▶ [Directions for this task] Report every line below that carries the word "StoreBackend".

══ Data ══

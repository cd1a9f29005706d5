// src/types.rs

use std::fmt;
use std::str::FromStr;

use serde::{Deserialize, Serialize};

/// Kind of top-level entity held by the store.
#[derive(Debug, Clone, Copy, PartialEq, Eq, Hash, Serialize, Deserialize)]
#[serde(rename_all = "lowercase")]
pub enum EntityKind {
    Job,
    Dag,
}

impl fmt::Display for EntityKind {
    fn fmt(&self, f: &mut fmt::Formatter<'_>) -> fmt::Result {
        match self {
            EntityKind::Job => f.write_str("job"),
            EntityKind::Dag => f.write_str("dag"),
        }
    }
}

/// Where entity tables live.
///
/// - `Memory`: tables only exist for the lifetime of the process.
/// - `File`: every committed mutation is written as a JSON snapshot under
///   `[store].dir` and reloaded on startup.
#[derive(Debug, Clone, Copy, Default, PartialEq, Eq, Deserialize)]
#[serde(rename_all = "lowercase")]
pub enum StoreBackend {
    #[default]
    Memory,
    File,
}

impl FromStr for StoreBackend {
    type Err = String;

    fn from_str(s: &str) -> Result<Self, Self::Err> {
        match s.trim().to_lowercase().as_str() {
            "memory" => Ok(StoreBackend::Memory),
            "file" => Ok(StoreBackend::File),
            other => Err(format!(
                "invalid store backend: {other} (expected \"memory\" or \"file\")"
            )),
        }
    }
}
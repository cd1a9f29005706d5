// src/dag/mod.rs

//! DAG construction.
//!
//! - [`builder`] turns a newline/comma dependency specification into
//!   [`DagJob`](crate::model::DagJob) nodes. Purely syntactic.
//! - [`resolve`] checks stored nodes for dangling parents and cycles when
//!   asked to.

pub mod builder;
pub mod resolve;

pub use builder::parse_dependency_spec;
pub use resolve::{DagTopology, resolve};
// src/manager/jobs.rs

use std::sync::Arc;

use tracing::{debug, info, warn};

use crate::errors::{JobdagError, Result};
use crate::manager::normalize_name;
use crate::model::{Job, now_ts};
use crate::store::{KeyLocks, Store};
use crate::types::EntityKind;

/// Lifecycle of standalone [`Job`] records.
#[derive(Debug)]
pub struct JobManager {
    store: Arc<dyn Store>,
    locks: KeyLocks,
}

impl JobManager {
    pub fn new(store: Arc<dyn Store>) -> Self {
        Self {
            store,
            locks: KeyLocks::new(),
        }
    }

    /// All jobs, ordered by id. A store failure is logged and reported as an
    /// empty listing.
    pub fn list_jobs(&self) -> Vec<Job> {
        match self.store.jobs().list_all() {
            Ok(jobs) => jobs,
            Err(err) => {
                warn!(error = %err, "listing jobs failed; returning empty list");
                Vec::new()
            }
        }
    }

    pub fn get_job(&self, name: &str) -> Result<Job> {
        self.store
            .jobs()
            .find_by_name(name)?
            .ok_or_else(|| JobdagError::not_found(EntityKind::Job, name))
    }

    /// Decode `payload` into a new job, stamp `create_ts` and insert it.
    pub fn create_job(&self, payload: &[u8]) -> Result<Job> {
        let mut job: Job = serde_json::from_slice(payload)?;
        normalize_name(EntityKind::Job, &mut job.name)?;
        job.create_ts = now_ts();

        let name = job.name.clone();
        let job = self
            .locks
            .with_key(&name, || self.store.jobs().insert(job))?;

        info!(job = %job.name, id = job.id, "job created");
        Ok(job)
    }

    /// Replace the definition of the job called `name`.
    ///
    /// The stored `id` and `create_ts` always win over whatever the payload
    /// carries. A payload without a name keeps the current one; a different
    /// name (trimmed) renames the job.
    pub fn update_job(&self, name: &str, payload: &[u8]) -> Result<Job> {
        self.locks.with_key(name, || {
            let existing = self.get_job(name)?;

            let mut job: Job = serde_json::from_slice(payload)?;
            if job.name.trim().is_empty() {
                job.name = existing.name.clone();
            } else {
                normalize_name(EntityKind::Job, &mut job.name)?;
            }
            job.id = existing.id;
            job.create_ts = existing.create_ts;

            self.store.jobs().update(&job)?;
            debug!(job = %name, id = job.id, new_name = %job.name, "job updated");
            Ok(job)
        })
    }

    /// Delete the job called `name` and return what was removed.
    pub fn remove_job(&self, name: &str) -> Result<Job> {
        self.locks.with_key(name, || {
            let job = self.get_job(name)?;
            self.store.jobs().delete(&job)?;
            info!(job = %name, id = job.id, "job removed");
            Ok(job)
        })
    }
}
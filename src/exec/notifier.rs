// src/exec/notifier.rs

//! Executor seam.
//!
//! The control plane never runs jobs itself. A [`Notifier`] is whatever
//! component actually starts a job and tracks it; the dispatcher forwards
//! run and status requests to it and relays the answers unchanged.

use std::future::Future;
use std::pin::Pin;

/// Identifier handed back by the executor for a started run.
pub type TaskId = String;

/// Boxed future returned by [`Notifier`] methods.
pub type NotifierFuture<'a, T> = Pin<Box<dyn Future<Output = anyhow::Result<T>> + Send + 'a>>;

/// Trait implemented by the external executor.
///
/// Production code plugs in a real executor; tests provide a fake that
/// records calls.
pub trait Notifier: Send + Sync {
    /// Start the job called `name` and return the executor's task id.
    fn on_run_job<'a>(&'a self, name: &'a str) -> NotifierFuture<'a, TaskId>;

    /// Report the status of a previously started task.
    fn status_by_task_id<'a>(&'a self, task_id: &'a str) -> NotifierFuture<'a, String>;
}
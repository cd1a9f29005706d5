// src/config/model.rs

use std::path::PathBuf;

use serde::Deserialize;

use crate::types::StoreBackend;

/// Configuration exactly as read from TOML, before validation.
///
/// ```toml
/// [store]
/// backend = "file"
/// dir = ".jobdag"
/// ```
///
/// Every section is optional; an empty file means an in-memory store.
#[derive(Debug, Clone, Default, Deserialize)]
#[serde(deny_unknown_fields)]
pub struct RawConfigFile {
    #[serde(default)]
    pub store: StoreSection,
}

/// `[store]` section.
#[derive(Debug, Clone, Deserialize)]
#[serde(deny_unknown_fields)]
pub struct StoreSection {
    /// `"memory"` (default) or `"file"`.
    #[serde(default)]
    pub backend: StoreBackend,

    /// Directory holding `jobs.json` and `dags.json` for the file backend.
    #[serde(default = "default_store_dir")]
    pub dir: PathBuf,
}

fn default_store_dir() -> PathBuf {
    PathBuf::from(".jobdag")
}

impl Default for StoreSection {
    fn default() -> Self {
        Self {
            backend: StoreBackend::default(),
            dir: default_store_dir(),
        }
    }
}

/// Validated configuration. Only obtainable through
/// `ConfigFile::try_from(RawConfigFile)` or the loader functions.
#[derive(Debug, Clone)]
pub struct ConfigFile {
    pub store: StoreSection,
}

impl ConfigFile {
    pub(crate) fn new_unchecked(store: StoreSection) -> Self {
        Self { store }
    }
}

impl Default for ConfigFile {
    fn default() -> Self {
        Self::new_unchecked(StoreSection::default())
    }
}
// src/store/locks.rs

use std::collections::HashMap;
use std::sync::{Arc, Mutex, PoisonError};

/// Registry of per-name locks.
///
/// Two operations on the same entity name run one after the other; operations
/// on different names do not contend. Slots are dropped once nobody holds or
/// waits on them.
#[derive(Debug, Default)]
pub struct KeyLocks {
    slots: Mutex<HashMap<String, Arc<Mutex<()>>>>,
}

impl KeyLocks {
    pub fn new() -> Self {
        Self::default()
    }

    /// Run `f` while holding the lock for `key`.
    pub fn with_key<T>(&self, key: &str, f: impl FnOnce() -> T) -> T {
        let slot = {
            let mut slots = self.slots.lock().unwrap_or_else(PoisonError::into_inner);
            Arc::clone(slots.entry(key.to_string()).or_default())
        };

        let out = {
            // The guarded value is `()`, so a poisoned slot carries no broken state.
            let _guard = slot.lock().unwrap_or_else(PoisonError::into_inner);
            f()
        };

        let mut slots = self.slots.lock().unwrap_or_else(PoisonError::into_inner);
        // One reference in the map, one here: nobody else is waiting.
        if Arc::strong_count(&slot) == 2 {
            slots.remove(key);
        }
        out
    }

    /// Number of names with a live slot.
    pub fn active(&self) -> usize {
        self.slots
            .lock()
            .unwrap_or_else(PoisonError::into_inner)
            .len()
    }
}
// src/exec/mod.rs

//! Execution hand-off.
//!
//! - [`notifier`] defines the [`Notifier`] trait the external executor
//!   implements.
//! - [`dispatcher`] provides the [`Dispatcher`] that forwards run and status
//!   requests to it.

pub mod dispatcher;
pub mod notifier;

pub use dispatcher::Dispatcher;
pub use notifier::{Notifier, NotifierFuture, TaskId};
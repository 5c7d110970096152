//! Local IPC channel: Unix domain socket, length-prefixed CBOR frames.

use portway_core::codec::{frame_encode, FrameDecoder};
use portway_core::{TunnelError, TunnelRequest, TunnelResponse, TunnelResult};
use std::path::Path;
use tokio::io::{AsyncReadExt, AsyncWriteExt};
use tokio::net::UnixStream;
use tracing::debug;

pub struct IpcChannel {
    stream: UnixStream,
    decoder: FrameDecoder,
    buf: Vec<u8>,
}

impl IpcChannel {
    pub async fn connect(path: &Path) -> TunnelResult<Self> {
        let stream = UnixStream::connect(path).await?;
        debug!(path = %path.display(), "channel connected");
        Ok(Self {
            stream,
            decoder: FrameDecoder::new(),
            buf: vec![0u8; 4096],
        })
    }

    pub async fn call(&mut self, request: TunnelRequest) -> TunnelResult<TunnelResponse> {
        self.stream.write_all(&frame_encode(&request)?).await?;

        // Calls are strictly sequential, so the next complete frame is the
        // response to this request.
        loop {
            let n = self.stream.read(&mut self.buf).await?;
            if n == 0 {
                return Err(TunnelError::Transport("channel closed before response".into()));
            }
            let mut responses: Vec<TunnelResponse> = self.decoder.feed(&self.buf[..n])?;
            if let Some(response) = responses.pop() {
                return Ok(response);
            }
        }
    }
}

═══

▶ [Response below]
pub enum StoreBackend {
impl FromStr for StoreBackend {
            "memory" => Ok(StoreBackend::Memory),
            "file" => Ok(StoreBackend::File),
use crate::types::StoreBackend;
    pub backend: StoreBackend,
            backend: StoreBackend::default(),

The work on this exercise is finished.